Kamilianki prowadzą we Włoszech pięć szpitali. Poza ślubami ubóstwa, czystości i posłuszeństwa, składają też dodatkowy, czwarty ślub. To ślub służby chorym, nawet za cenę życia.
Być może w minionych latach nasz czwarty ślub trochę poszedł w zapomnienie, bo nie musiałyśmy stawiać czoła tak radykalnym wyzwaniom epidemicznym. Teraz odkrywamy i przeżywamy go na nowo. Jesteśmy na pierwszej linii walki z zakażeniem. Do naszych placówek wciąż trafiają kolejne ofiary wirusa.
- mówi s. Ezhupara.
Następcy św. Maksymiliana
Włochy to pierwszy europejski kraj, w którym sytuacja epidemiczna stała się dramatyczna. Wróćmy jednak do Polski. Również u nas, z powodu epidemii, potrzebna jest szczególna pomoc. I również w Polsce Kościół taką pomoc niesie.

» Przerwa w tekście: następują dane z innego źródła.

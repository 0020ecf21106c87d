//! Canned inputs shared by the integration tests.

/// Two sampler nodes built from templates plus one aggregator.
pub const SAMPLE_CLUSTER_SPEC: &str = r#"{
  "name": "agg-cluster",
  "description": "two meminfo samplers and an aggregator",
  "env": { "LDMSD_MEM_SZ": "16M" },
  "templates": {
    "ldmsd-sampler": {
      "type": "ldmsd",
      "listen_xprt": "sock",
      "listen_port": 10000,
      "samplers": [
        {
          "plugin": "meminfo",
          "interval": 1000000,
          "offset": 0,
          "start": true,
          "config": [
            "component_id=%component_id%",
            "instance=%hostname%/%plugin%",
            "producer=%hostname%"
          ]
        }
      ]
    },
    "compute-node": {
      "daemons": [
        { "name": "sshd", "type": "sshd" },
        { "name": "sampler-daemon", "!extends": "ldmsd-sampler" }
      ]
    }
  },
  "nodes": [
    { "hostname": "node-1", "component_id": 10001, "!extends": "compute-node" },
    { "hostname": "node-2", "component_id": 10002, "!extends": "compute-node" },
    {
      "hostname": "agg-1",
      "daemons": [
        {
          "name": "aggregator",
          "type": "ldmsd",
          "listen_xprt": "sock",
          "listen_port": 20001,
          "env": ["LDMSD_MEM_SZ=64M"],
          "prdcrs": [
            {
              "name": "node-1",
              "host": "node-1",
              "port": 10000,
              "xprt": "sock",
              "type": "active",
              "interval": 1000000
            }
          ],
          "config": [
            "prdcr_start_regex regex=.*",
            "updtr_add name=all interval=1000000 offset=500000",
            "updtr_prdcr_add name=all regex=.*",
            "updtr_start name=all"
          ]
        }
      ]
    }
  ]
}"#;

/// `ldms_ls -l` output for two sets of one producer.
pub const SAMPLE_LDMS_LS: &str = "\
Schema         Instance                 Flags  Msize  Dsize  UID    GID    Perm       Update            Duration          Info
-------------- ------------------------ ------ ------ ------ ------ ------ ---------- ----------------- ----------------- --------
meminfo        node-1/meminfo           CL       1264    1448      0      0 -r--r----- 1583868819.002253          0.000169 \"updt_hint_us\"=\"1000000:0\"
vmstat         node-1/vmstat            CL       4272    1096      0      0 -r--r----- 1583868819.002581          0.000203 \"updt_hint_us\"=\"1000000:0\"
-------------- ------------------------ ------ ------ ------ ------ ------ ---------- ----------------- ----------------- --------
Total Sets: 2, Meta Data (kB): 5.54, Data (kB): 2.54, Memory (kB): 8.08
==============================================================================

node-1/meminfo: consistent, last update: Tue Mar 10 14:33:39 2020 -0500 [2253us]
M u64        component_id                               10001
D u64        job_id                                     0
D u64        app_id                                     0
D u64        MemTotal                                   16333364 kB
D u64        MemFree                                    11466844 kB
D char[]     hostname                                   \"node-1\"

node-1/vmstat: consistent, last update: Tue Mar 10 14:33:39 2020 -0500 [2581us]
M u64        component_id                               10001
D u64        job_id                                     0
D s32[]      cpu_delta                                  \"-3,0,17\"
D d64[]      load                                       0.5,0.25,0.125
D char       state                                      'R'
";
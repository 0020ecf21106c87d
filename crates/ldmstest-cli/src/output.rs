//! Output formatting utilities for CLI commands.

use anyhow::Context;
use serde::Serialize;

use crate::cli::{CommandContext, OutputFormat};

/// Trait for types that can be formatted for output
pub trait FormattedOutput {
    fn format_text(&self) -> String;

    fn format_json(&self) -> Result<String, serde_json::Error>
    where
        Self: Serialize,
    {
        serde_json::to_string_pretty(self)
    }
}

/// Print formatted output to stdout
pub fn print_output<T>(ctx: &CommandContext, value: &T) -> anyhow::Result<()>
where
    T: FormattedOutput + Serialize,
{
    let output = match ctx.format {
        OutputFormat::Text => value.format_text(),
        OutputFormat::Json => value.format_json().context("JSON serialization failed")?,
    };

    let output = output.trim_end_matches('\n');
    println!("{output}");
    Ok(())
}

W Wielki Piątek do sióstr dominikanek z Broniszewic zadzwonił starosta bocheński. W bocheńskim Domu Pomocy Społecznej szalała epidemia i sytuacja była tragiczna. Jak mówił starosta, praktycznie nie było w nim już pracowników, bo wszyscy albo zachorowali, albo zostali poddani kwarantannie. Poprosił siostry o pomoc w opiece nad pensjonariuszami. Zakonnice ruszyły więc na pomoc. Do opieki w Bochni pojechało 11 sióstr z Krakowa, Białej Niżnej, Kruźlowej i Kielc. Jest z nimi również kapłan, ks. Piotr. Swoją pomoc zaoferowali też bracia dominikanie. 19. kwietnia obsługa DPS-u otrzymała wyniki badań na obecność koronawirusa. Na szczęście wszystkie siostry oraz ks. Piotr mają wynik negatywny. Do tej pory w DPS-e w Bochni koronawirusa stwierdzono u 33. podopiecznych i 16. pracowników.

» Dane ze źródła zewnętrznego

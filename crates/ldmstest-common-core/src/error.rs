//! Error taxonomy shared by the harness crates.

use std::fmt;

use thiserror::Error;

/// Broad classification of a harness failure.
///
/// Every domain error maps onto exactly one kind. None of them is retryable:
/// the input that produced the error has to be fixed upstream.
#[derive(Debug, Clone, Copy, PartialEq, Eq, Hash)]
pub enum ErrorKind {
    /// Unknown node kind, depth exceeded, template cycle or unresolved variable.
    MalformedSpec,
    /// An `!extends` target missing from the template registry.
    UnknownTemplate,
    /// A telemetry line that fails the grammar or violates section ordering.
    MalformedTelemetry,
    /// A metric type tag outside the decoding table.
    UnsupportedType,
    /// Harness or daemon configuration problem.
    Config,
    /// Filesystem or command channel failure.
    Io,
}

impl ErrorKind {
    /// Stable lowercase name.
    pub fn as_str(&self) -> &'static str {
        match self {
            ErrorKind::MalformedSpec => "malformed_spec",
            ErrorKind::UnknownTemplate => "unknown_template",
            ErrorKind::MalformedTelemetry => "malformed_telemetry",
            ErrorKind::UnsupportedType => "unsupported_type",
            ErrorKind::Config => "config",
            ErrorKind::Io => "io",
        }
    }
}

impl fmt::Display for ErrorKind {
    fn fmt(&self, f: &mut fmt::Formatter<'_>) -> fmt::Result {
        f.write_str(self.as_str())
    }
}

/// Implemented by crate-local errors that belong to the shared taxonomy.
pub trait Classify {
    /// The taxonomy bucket of this error.
    fn kind(&self) -> ErrorKind;
}

/// The umbrella error type for harness operations.
#[derive(Error, Debug)]
pub enum Error {
    /// A classified domain error from one of the harness crates.
    #[error("{source}")]
    Domain {
        kind: ErrorKind,
        #[source]
        source: Box<dyn std::error::Error + Send + Sync>,
    },

    /// Configuration error.
    #[error("Configuration error: {0}")]
    Config(String),

    /// I/O error.
    #[error("I/O error: {0}")]
    Io(#[from] std::io::Error),
}

impl Error {
    /// Wrap a classified crate-local error.
    pub fn domain<E>(err: E) -> Self
    where
        E: Classify + std::error::Error + Send + Sync + 'static,
    {
        Self::Domain {
            kind: err.kind(),
            source: Box::new(err),
        }
    }

    /// Create a new configuration error.
    pub fn config(msg: impl Into<String>) -> Self {
        Self::Config(msg.into())
    }

    /// The taxonomy bucket of this error.
    pub fn kind(&self) -> ErrorKind {
        match self {
            Error::Domain { kind, .. } => *kind,
            Error::Config(_) => ErrorKind::Config,
            Error::Io(_) => ErrorKind::Io,
        }
    }
}

/// Result type alias using the harness Error.
pub type Result<T> = std::result::Result<T, Error>;

#[cfg(test)]
mod tests {
    use super::*;
    use test_case::test_case;

    #[derive(Debug, Error)]
    #[error("template `{0}` not found")]
    struct MissingTemplate(String);

    impl Classify for MissingTemplate {
        fn kind(&self) -> ErrorKind {
            ErrorKind::UnknownTemplate
        }
    }

    #[test]
    fn test_domain_error_keeps_kind_and_message() {
        let err = Error::domain(MissingTemplate("base".into()));
        assert_eq!(err.kind(), ErrorKind::UnknownTemplate);
        assert_eq!(err.to_string(), "template `base` not found");
    }

    #[test]
    fn test_io_error_converts() {
        let io = std::io::Error::new(std::io::ErrorKind::NotFound, "gone");
        let err: Error = io.into();
        assert_eq!(err.kind(), ErrorKind::Io);
    }

    #[test_case(ErrorKind::MalformedSpec, "malformed_spec")]
    #[test_case(ErrorKind::UnknownTemplate, "unknown_template")]
    #[test_case(ErrorKind::MalformedTelemetry, "malformed_telemetry")]
    #[test_case(ErrorKind::UnsupportedType, "unsupported_type")]
    fn test_kind_names(kind: ErrorKind, name: &str) {
        assert_eq!(kind.to_string(), name);
    }
}
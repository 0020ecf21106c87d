//! Container cluster plan derived from a spec.

use std::path::Path;

use indexmap::IndexMap;
use ldmstest_common_config::HarnessConfig;
use ldmstest_spec::{Spec, SpecNode};
use serde::Serialize;
use tracing::{debug, warn};

use crate::env::env_dict_opt;
use crate::error::{DaemonError, DaemonResult};

/// Label carrying the JSON spec on the cluster.
pub const SPEC_LABEL: &str = "LDMSDCluster.spec";

/// Where the OVIS prefix is mounted inside containers.
pub const OVIS_MOUNT: &str = "/opt/ovis";

const FALLBACK_PYTHONPATH: &str =
    "/opt/ovis/lib/python3.6/site-packages:/opt/ovis/lib64/python3.6/site-packages";

/// Everything the container platform needs to create the cluster.
#[derive(Debug, Clone, PartialEq, Serialize)]
pub struct ClusterPlan {
    pub name: String,
    pub image: String,
    /// `SRC:DST[:MODE]` bind mounts for every container.
    pub mounts: Vec<String>,
    /// Hostnames, one container each.
    pub nodes: Vec<String>,
    pub env: IndexMap<String, String>,
    pub labels: IndexMap<String, String>,
    pub node_aliases: IndexMap<String, Vec<String>>,
    pub host_binds: IndexMap<String, serde_json::Value>,
    pub cap_add: Vec<String>,
    pub cap_drop: Vec<String>,
    #[serde(skip_serializing_if = "Option::is_none")]
    pub subnet: Option<String>,
}

impl ClusterPlan {
    pub fn from_spec(spec: &Spec, config: &HarnessConfig) -> DaemonResult<Self> {
        let name = spec
            .name()
            .map(str::to_string)
            .or_else(|| config.clustername.clone())
            .ok_or_else(|| DaemonError::missing("spec", "name"))?;

        let prefix = match spec.get("ovis_prefix").and_then(SpecNode::as_str) {
            Some(prefix) => Path::new(prefix).to_path_buf(),
            None => config.prefix.clone(),
        };

        let mut mounts = vec![format!("{}:{OVIS_MOUNT}:ro", prefix.display())];
        mounts.extend(string_list(spec.get("mounts"), "mounts")?);
        mounts.extend(config.mounts.iter().map(ToString::to_string));

        let mut nodes = Vec::new();
        let mut node_aliases = IndexMap::new();
        let mut host_binds = IndexMap::new();
        for (i, node) in spec.nodes().iter().enumerate() {
            let hostname = node
                .get("hostname")
                .and_then(SpecNode::as_str)
                .ok_or_else(|| DaemonError::missing(format!("nodes[{i}]"), "hostname"))?
                .to_string();

            let aliases = string_list(node.get("aliases"), &format!("nodes[{i}].aliases"))?;
            if !aliases.is_empty() {
                node_aliases.insert(hostname.clone(), aliases);
            }
            if let Some(binds) = node.get("binds").filter(|b| b.is_truthy()) {
                host_binds.insert(hostname.clone(), binds.to_value());
            }
            nodes.push(hostname);
        }

        let mut env = ovis_env(&prefix);
        env.extend(env_dict_opt(spec.get("env"))?);

        let spec_json = serde_json::to_string(spec.root())
            .map_err(|e| DaemonError::invalid_spec("$", e.to_string()))?;
        let labels = IndexMap::from([(SPEC_LABEL.to_string(), spec_json)]);

        let plan = Self {
            name,
            image: spec
                .get("image")
                .and_then(SpecNode::as_str)
                .map_or_else(|| config.image.clone(), str::to_string),
            mounts,
            nodes,
            env,
            labels,
            node_aliases,
            host_binds,
            cap_add: string_list(spec.get("cap_add"), "cap_add")?,
            cap_drop: string_list(spec.get("cap_drop"), "cap_drop")?,
            subnet: spec
                .get("subnet")
                .and_then(SpecNode::as_scalar)
                .map(ToString::to_string),
        };
        debug!(cluster = %plan.name, nodes = plan.nodes.len(), "planned cluster");
        Ok(plan)
    }
}

/// Environment pointing every OVIS search path at the mounted prefix.
pub fn ovis_env(prefix: &Path) -> IndexMap<String, String> {
    let path = [
        "/opt/ovis/bin",
        "/opt/ovis/sbin",
        "/usr/local/bin",
        "/usr/local/sbin",
        "/usr/bin",
        "/usr/sbin",
        "/bin",
        "/sbin",
    ]
    .join(":");

    IndexMap::from([
        ("PATH".to_string(), path),
        ("LD_LIBRARY_PATH".to_string(), "/opt/ovis/lib:/opt/ovis/lib64".to_string()),
        (
            "ZAP_LIBPATH".to_string(),
            "/opt/ovis/lib/ovis-ldms:/opt/ovis/lib64/ovis-ldms:/opt/ovis/lib/ovis-lib:/opt/ovis/lib64/ovis-lib"
                .to_string(),
        ),
        (
            "LDMSD_PLUGIN_LIBPATH".to_string(),
            "/opt/ovis/lib/ovis-ldms:/opt/ovis/lib64/ovis-ldms".to_string(),
        ),
        ("PYTHONPATH".to_string(), python_path(prefix)),
    ])
}

/// Host `site-packages` directories under `prefix`, as seen in a container.
pub fn python_path(prefix: &Path) -> String {
    let prefix_text = prefix.display().to_string();
    let pattern = format!("{prefix_text}/lib*/python*/site-packages");
    let found: Vec<String> = match glob::glob(&pattern) {
        Ok(paths) => paths
            .filter_map(Result::ok)
            .map(|p| p.display().to_string().replacen(&prefix_text, OVIS_MOUNT, 1))
            .collect(),
        Err(err) => {
            warn!(%pattern, error = %err, "cannot search for python site-packages");
            Vec::new()
        }
    };

    if found.is_empty() {
        FALLBACK_PYTHONPATH.to_string()
    } else {
        found.join(":")
    }
}

fn string_list(node: Option<&SpecNode>, path: &str) -> DaemonResult<Vec<String>> {
    let Some(node) = node else {
        return Ok(Vec::new());
    };
    node.as_sequence()
        .ok_or_else(|| DaemonError::invalid_spec(path, "expected a list"))?
        .iter()
        .map(|item| {
            item.as_scalar()
                .map(ToString::to_string)
                .ok_or_else(|| DaemonError::invalid_spec(path, "expected a list of strings"))
        })
        .collect()
}
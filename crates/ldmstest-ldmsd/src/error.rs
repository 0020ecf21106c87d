//! Daemon and cluster errors.

use ldmstest_common_core::{Classify, ErrorKind};
use ldmstest_ls::LsError;
use ldmstest_spec::SpecError;
use thiserror::Error;

/// Errors raised while turning a spec into daemon configuration or while
/// driving a node.
#[derive(Debug, Error)]
pub enum DaemonError {
    #[error("invalid spec at {path}: {message}")]
    InvalidSpec { path: String, message: String },

    #[error("`{section}` entry is missing `{name}`")]
    MissingAttribute { section: String, name: String },

    #[error("`env` must be a list of NAME=VALUE strings or a mapping, got {found}")]
    InvalidEnv { found: String },

    #[error("bad ldmsd version: {0}")]
    BadVersion(String),

    #[error("{host}: {message}")]
    Channel { host: String, message: String },

    #[error("{host}: `{command}` exited with status {status}: {output}")]
    CommandFailed {
        host: String,
        command: String,
        status: i32,
        output: String,
    },

    #[error(transparent)]
    Spec(#[from] SpecError),

    #[error(transparent)]
    Telemetry(#[from] LsError),
}

impl DaemonError {
    pub fn invalid_spec(path: impl Into<String>, message: impl Into<String>) -> Self {
        Self::InvalidSpec {
            path: path.into(),
            message: message.into(),
        }
    }

    pub fn missing(section: impl Into<String>, name: impl Into<String>) -> Self {
        Self::MissingAttribute {
            section: section.into(),
            name: name.into(),
        }
    }
}

impl Classify for DaemonError {
    fn kind(&self) -> ErrorKind {
        match self {
            DaemonError::Spec(err) => err.kind(),
            DaemonError::Telemetry(err) => err.kind(),
            DaemonError::Channel { .. } | DaemonError::CommandFailed { .. } => ErrorKind::Io,
            DaemonError::BadVersion(_) => ErrorKind::MalformedTelemetry,
            DaemonError::InvalidSpec { .. }
            | DaemonError::MissingAttribute { .. }
            | DaemonError::InvalidEnv { .. } => ErrorKind::Config,
        }
    }
}

impl From<DaemonError> for ldmstest_common_core::Error {
    fn from(err: DaemonError) -> Self {
        ldmstest_common_core::Error::domain(err)
    }
}

pub type DaemonResult<T> = std::result::Result<T, DaemonError>;

/// Framing errors of the console message protocol.
#[derive(Debug, Clone, PartialEq, Eq, Error)]
pub enum MessageError {
    #[error("end of input")]
    EndOfInput,

    #[error("not a start of message")]
    NotStartOfMessage,

    #[error("bad message header")]
    BadHeader,

    #[error("incomplete message")]
    Incomplete,

    #[error("bad json message: {0}")]
    Json(String),
}

impl Classify for MessageError {
    fn kind(&self) -> ErrorKind {
        ErrorKind::MalformedTelemetry
    }
}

Siostry z Broniszewic, do których zadzwonił bocheński starosta, na co dzień zajmują się 56. niepełnosprawnymi i chorymi chłopcami. Ich pomoc, jaką udzieliły bocheńskiemu DPS-owi, to tylko malutki wycinek z pracy, jaką każdego dnia setki sióstr i braci zakonnych, kapłanów, kleryków i świeckich wolontariuszy trudzą się w domach pomocy społecznej, szpitalach, hospicjach, domach seniorów i wielu innych miejscach w całej Polsce.
„Nie martwcie się o to, co macie jeść i pić”

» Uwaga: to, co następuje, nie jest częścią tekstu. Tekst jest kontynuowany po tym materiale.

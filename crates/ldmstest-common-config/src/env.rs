//! Process environment lookups and `.env` files.

use std::env;
use std::path::{Path, PathBuf};
use thiserror::Error;

#[derive(Debug, Error)]
pub enum EnvError {
    #[error("failed to load {}: {source}", path.display())]
    Dotenv {
        path: PathBuf,
        #[source]
        source: dotenvy::Error,
    },
}

/// Variables the harness reads.
pub mod vars {
    pub const USER: &str = "USER";
    pub const PATH: &str = "PATH";

    /// Explicit harness config file, read by the CLI.
    pub const LDMSTEST_CONFIG: &str = "LDMSTEST_CONFIG";

    // Overrides applied on top of `.ldmstest/config.yaml`
    pub const LDMSTEST_CLUSTERNAME: &str = "LDMSTEST_CLUSTERNAME";
    pub const LDMSTEST_USER: &str = "LDMSTEST_USER";
    pub const LDMSTEST_PREFIX: &str = "LDMSTEST_PREFIX";
    pub const LDMSTEST_IMAGE: &str = "LDMSTEST_IMAGE";
    pub const LDMSTEST_TADA_ADDR: &str = "LDMSTEST_TADA_ADDR";
    pub const LDMSTEST_DEBUG: &str = "LDMSTEST_DEBUG";
}

/// Namespace for environment access.
pub struct Environment;

impl Environment {
    /// Load `.env` then `.env.local` from `dir` into the process
    /// environment. Variables already set are kept. Returns the files read.
    pub fn load_dotenv(dir: impl AsRef<Path>) -> Result<Vec<PathBuf>, EnvError> {
        let mut loaded = Vec::new();
        for name in [".env", ".env.local"] {
            let path = dir.as_ref().join(name);
            if !path.is_file() {
                continue;
            }
            dotenvy::from_path(&path).map_err(|source| EnvError::Dotenv {
                path: path.clone(),
                source,
            })?;
            loaded.push(path);
        }
        Ok(loaded)
    }

    /// A set, non-empty variable.
    pub fn get(var: &str) -> Option<String> {
        env::var(var).ok().filter(|v| !v.is_empty())
    }

    pub fn get_or(var: &str, default: &str) -> String {
        Self::get(var).unwrap_or_else(|| default.to_string())
    }

    /// `true`/`1`/`yes`/`on` are true, anything else false.
    pub fn get_bool(var: &str) -> Option<bool> {
        Self::get(var).map(|v| matches!(v.to_lowercase().as_str(), "true" | "1" | "yes" | "on"))
    }
}
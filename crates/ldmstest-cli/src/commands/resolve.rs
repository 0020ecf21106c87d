//! `ldmstest resolve`

use std::path::PathBuf;

use clap::{Args, ValueHint};
use ldmstest_spec::Spec;
use tracing::info;

use crate::cli::CommandContext;

/// Print the concrete spec: templates expanded, variables substituted
#[derive(Debug, Args)]
pub struct ResolveCommand {
    /// Spec file; `.yaml`/`.yml` is read as YAML, anything else as JSON
    #[arg(value_hint = ValueHint::FilePath)]
    pub file: PathBuf,

    /// Emit YAML instead of JSON
    #[arg(long)]
    pub yaml: bool,
}

impl ResolveCommand {
    pub fn execute(&self, _ctx: &CommandContext) -> anyhow::Result<()> {
        let spec = Spec::from_path(&self.file)?;
        info!(file = %self.file.display(), nodes = spec.nodes().len(), "resolved spec");

        let text = if self.yaml {
            spec.to_yaml()?
        } else {
            spec.to_json_pretty()?
        };
        println!("{}", text.trim_end());
        Ok(())
    }
}
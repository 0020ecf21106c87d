//! The command channel into a cluster node, and ldmsd helpers over it.

use indexmap::IndexMap;
use ldmstest_ls::{LsParser, LsSets};
use tracing::{debug, info};

use crate::daemon::DaemonSpec;
use crate::error::{DaemonError, DaemonResult};
use crate::render::{command_line, render_config};
use crate::version::LdmsdVersion;

/// Exit status and combined output of a command run on a node.
#[derive(Debug, Clone, PartialEq, Eq)]
pub struct ExecOutput {
    pub status: i32,
    pub output: String,
}

impl ExecOutput {
    pub fn new(status: i32, output: impl Into<String>) -> Self {
        Self {
            status,
            output: output.into(),
        }
    }

    pub fn success(&self) -> bool {
        self.status == 0
    }
}

/// A node of a running cluster, as provided by the container platform.
pub trait ClusterNode {
    fn hostname(&self) -> &str;

    /// Run a shell command with `env` added to the node's environment.
    fn exec(&self, command: &str, env: &IndexMap<String, String>) -> DaemonResult<ExecOutput>;

    fn write_file(&self, path: &str, content: &str) -> DaemonResult<()>;
}

/// `pgrep -c PROG`.
pub fn pgrep_count(node: &dyn ClusterNode, prog: &str) -> DaemonResult<u32> {
    let command = format!("pgrep -c {prog}");
    let out = node.exec(&command, &IndexMap::new())?;
    out.output.trim().parse().map_err(|_| DaemonError::CommandFailed {
        host: node.hostname().to_string(),
        command,
        status: out.status,
        output: out.output.clone(),
    })
}

/// Whether an ldmsd process is running on `node`.
pub fn check_ldmsd(node: &dyn ClusterNode) -> DaemonResult<bool> {
    Ok(node.exec("pgrep -c ldmsd", &IndexMap::new())?.success())
}

/// Write the daemon's config file and launch it, unless one is running.
///
/// Returns whether a daemon was started.
pub fn start_ldmsd(
    node: &dyn ClusterNode,
    daemon: &DaemonSpec,
    version: LdmsdVersion,
) -> DaemonResult<bool> {
    if check_ldmsd(node)? {
        debug!(host = node.hostname(), "ldmsd already running");
        return Ok(false);
    }

    let config = render_config(daemon, version)?;
    node.write_file(&daemon.config_file(), &config)?;

    let command = command_line(daemon);
    let out = node.exec(&command, daemon.env())?;
    if !out.success() {
        return Err(command_failed(node, command, out));
    }
    info!(host = node.hostname(), %command, "started ldmsd");
    Ok(true)
}

pub fn kill_ldmsd(node: &dyn ClusterNode) -> DaemonResult<()> {
    node.exec("pkill ldmsd", &IndexMap::new())?;
    Ok(())
}

/// Run `ldms_ls ARGS` on `node` and parse its listing.
pub fn ldms_ls<S: AsRef<str>>(node: &dyn ClusterNode, args: &[S]) -> DaemonResult<LsSets> {
    let mut command = String::from("ldms_ls");
    for arg in args {
        command.push(' ');
        command.push_str(arg.as_ref());
    }

    let out = node.exec(&command, &IndexMap::new())?;
    if !out.success() {
        return Err(command_failed(node, command, out));
    }
    Ok(LsParser::new().parse(&out.output)?)
}

/// Version reported by `ldmsd -V` on `node`.
pub fn ldmsd_version(node: &dyn ClusterNode) -> DaemonResult<LdmsdVersion> {
    let out = node.exec("ldmsd -V", &IndexMap::new())?;
    LdmsdVersion::from_output(&out.output)
}

fn command_failed(node: &dyn ClusterNode, command: String, out: ExecOutput) -> DaemonError {
    DaemonError::CommandFailed {
        host: node.hostname().to_string(),
        command,
        status: out.status,
        output: out.output,
    }
}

Walka z epidemią wymaga też ogromnych nakładów finansowych. Potrzeba sprzętu medycznego, respiratorów, wyposażenia ochrony osobistej. Dlatego Kościół również materialnie wspiera miejsca, w których tych rzeczy brakuje. Nie sposób wymienić tutaj wszystkich obszarów w Kościele, z których płynie pomoc finansowa dla szpitali, chorych i ubogich. Można podać jedynie kilka przykładów z tego wielkiego strumienia.
Fundacja Małych Stópek zebrała wśród duchownych blisko 120 tys. zł na respiratory. Na respiratory przeznaczyli też swoje wielkoczwartkowe ofiary księża archidiecezji katowickiej, którzy zebrali w ten sposób 400 tys. zł. Abp Grzegorz Ryś zakupił dwa takie urządzenia za 186 tys. zł. Za jeden zapłacił z własnych oszczędności, drugi zasponsorowała archidiecezja łódzka. Caritas zorganizowało akcję #WdzieczniMedykom. Dotychczas w jej ramach zamówiono już 100 respiratorów transportowych z kompletnym wyposażaniem. Długo można by wymieniać dalej.
Nie chodzi jednak o wymienianie. Nie chodzi też o chwalenie Kościoła. Chodzi o prawdę. Niejednokrotnie słyszymy w ostatnim czasie, że Kościół w sytuacji epidemii koronawirusa „nie robi nic”. Wielu krzyczy, że księża pochowali się na plebaniach i tam chcą przeczekać kryzys. Ale wystarczy otworzyć oczy, aby zobaczyć, że to jest zwykłe kłamstwo. Kościół w dobie epidemii pomaga. Pomaga duchowo, ale pomaga też materialnie. I nie ma w tym nic nadzwyczajnego. Bo naturą Kościoła jest nieść miłość. Dlatego też o tej pomocy nie słyszymy tak często. Kościół nie chce o tym krzyczeć, nie chce siłą wbijać się do mediów, aby tylko powiedzieć ile to dobrego robi. Jednak warto o tym mówić, aby głośne, kłamliwe ataki, zwyczajnie nie zaćmiły prawdy.